Ces deux-là sont nécessairement amenés à se rencontrer, donc à se rentrer dedans. Une fois que c’est fait il faut trouver un prétexte pour les réunir à nouveau. Ce sera Baby. Mais c’est avec l’extension de ce trio au groupe formé par la tante de Katharine Hepburn, par le major Applegate et par le chien George que le film se débride, dépassant toutes les limites connues pour atteindre des sommets indépassables.

Le caractère véritablement impressionnant de ce décollage provoque un étonnement renouvelé : pourquoi, comment ce délire nonsensique peut-il donner lieu à une telle mécanique de précision ? Quel est le secret ? Grant ? Hepburn ? Les gags ? Ok.
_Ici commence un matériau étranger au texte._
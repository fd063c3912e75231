//! Goal progress computation and lifecycle transitions.
//!
//! Everything here is a pure function of the goal and an injected `now`;
//! persisting the result is the caller's job (one write per operation).

use chrono::{DateTime, Utc};
use thiserror::Error;
use uuid::Uuid;

use crate::dto::goal::GoalProgressRollup;
use crate::models::{
    CoachFeedback, Direction, Goal, GoalProgress, GoalStatus, Milestone, ProgressUpdate,
    TargetMetric,
};
use crate::services::ratio::mean;

#[derive(Debug, Clone, PartialEq, Error)]
pub enum GoalError {
    #[error("Target value must be positive to compute progress")]
    NonPositiveTarget,

    #[error("Status of a completed goal can no longer be changed")]
    CompletedGoalLocked,

    #[error("Rating must be between 1 and 5, got {0}")]
    InvalidRating(u8),
}

pub type Result<T> = std::result::Result<T, GoalError>;

/// Percentage of the target reached, rounded and clamped to `0..=100`.
///
/// * increase: `current / target`
/// * decrease: `(target - current) / target`
/// * maintain: `100 - |current - target| / target`
pub fn progress_percentage(metric: &TargetMetric) -> Result<u8> {
    let target = metric.target_value;
    if target <= 0.0 || !target.is_finite() {
        return Err(GoalError::NonPositiveTarget);
    }

    let current = metric.current_value;
    let raw = match metric.direction {
        Direction::Increase => (current / target * 100.0).min(100.0),
        Direction::Decrease => ((target - current) / target * 100.0).min(100.0),
        Direction::Maintain => (100.0 - (current - target).abs() / target * 100.0).max(0.0),
    };

    let rounded = raw.round();
    if rounded.is_nan() {
        return Ok(0);
    }

    Ok(rounded.clamp(0.0, 100.0) as u8)
}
Tout est là mais c’est autre chose qui travaille en secret et lie les ingrédients pour achever la recette.

Cette chose, croyez le ou pas, c’est George. Bon, évidemment ça n’est pas George en lui-même mais ce qu’il représente. George le fox-terrier c’est le phallus de poche, le ça domestiqué, l’obsession sexuelle rapportée à la manie d'enfouissement.

Quelqu’un a dit "L’amour c’est l’infini à la portée des caniches". "L’impossible Monsieur Bébé" inverse cette déchéance métaphysique pour s’aventurer dans les territoires de l’animal et rappeler à l’homme l’étendue de sa dette. Ceci ouvre des horizons de dévoiement, d’égarement et de perversion dans lesquels Hawks n’hésite pas la moindre seconde à s’aventurer, ces perspectives étant rendues plus savoureuses encore par le jeu des sous-entendus à peine voilés.

Pour reconstituer les intentions et le sens véritables du film, il faudrait dire ceci :

Cary Grant, soumis au carcan sexuel que lui impose sa fiancée (c’est-à-dire la bonne société), fait la rencontre d’Hepburn. En manque de proie fraîche, elle lui sort son léopard. Il prend peur mais comme il est docile, il se soumet à ses caprices. Ils arrivent chez la tante. A ce moment là, le travail de démasculinisation est achevé. Devant la tante qui le découvre en peignoir de femme il s’écrie : "I just went gay !". George vole l’os (figuration de la situation précédente). Il faut le retrouver (sinon bien sûr ça pourra pas marcher avec Katharine). Cette idée est tellement obsédante qu’elle surgit inopinément pour renommer Cary (il s’appellera Monsieur "Os" : sublime !). Cary/Monsieur Os et Hepburn partent à la recherche de George. George est à la fois la part régressive de Cary et son surmoi castrateur. Il veut enfouir l’os pour l’emporter sur la part masculine et adulte. Ils retrouvent George qui joue avec Baby, le léopard. Ils s’affolent : Baby ne va-t-il pas bouffer George (et par conséquent son os, c’est-à-dire celui de Cary) ? Il y a une résonance magnifique avec le nom de la fiancée : Miss "Avale" (swallow)… Mais non ! Ils sont amis. Tout n’est donc pas perdu entre Cary et Hepburn. Mais là, nouvelle péripétie : un autre léopard se retrouve dans la nature, un méchant ! C’est le côté flippant incarné par Miss Avale qui n’est pas encore maîtrisé. Il le sera par Hepburn grâce à son numéro de Susie la boiteuse : elle aura le dessus sur le méchant léopard qui est en elle (elle lui passe la laisse). Tout est rentré dans l’ordre ! L’os est désormais à sa place et prêt à tout défoncer ! C’est la dernière image : la reconstruction savante du brontosaure s’effondre en guise d’effusion, laissant Cary et Hepburn dans les hauteurs, au septième ciel.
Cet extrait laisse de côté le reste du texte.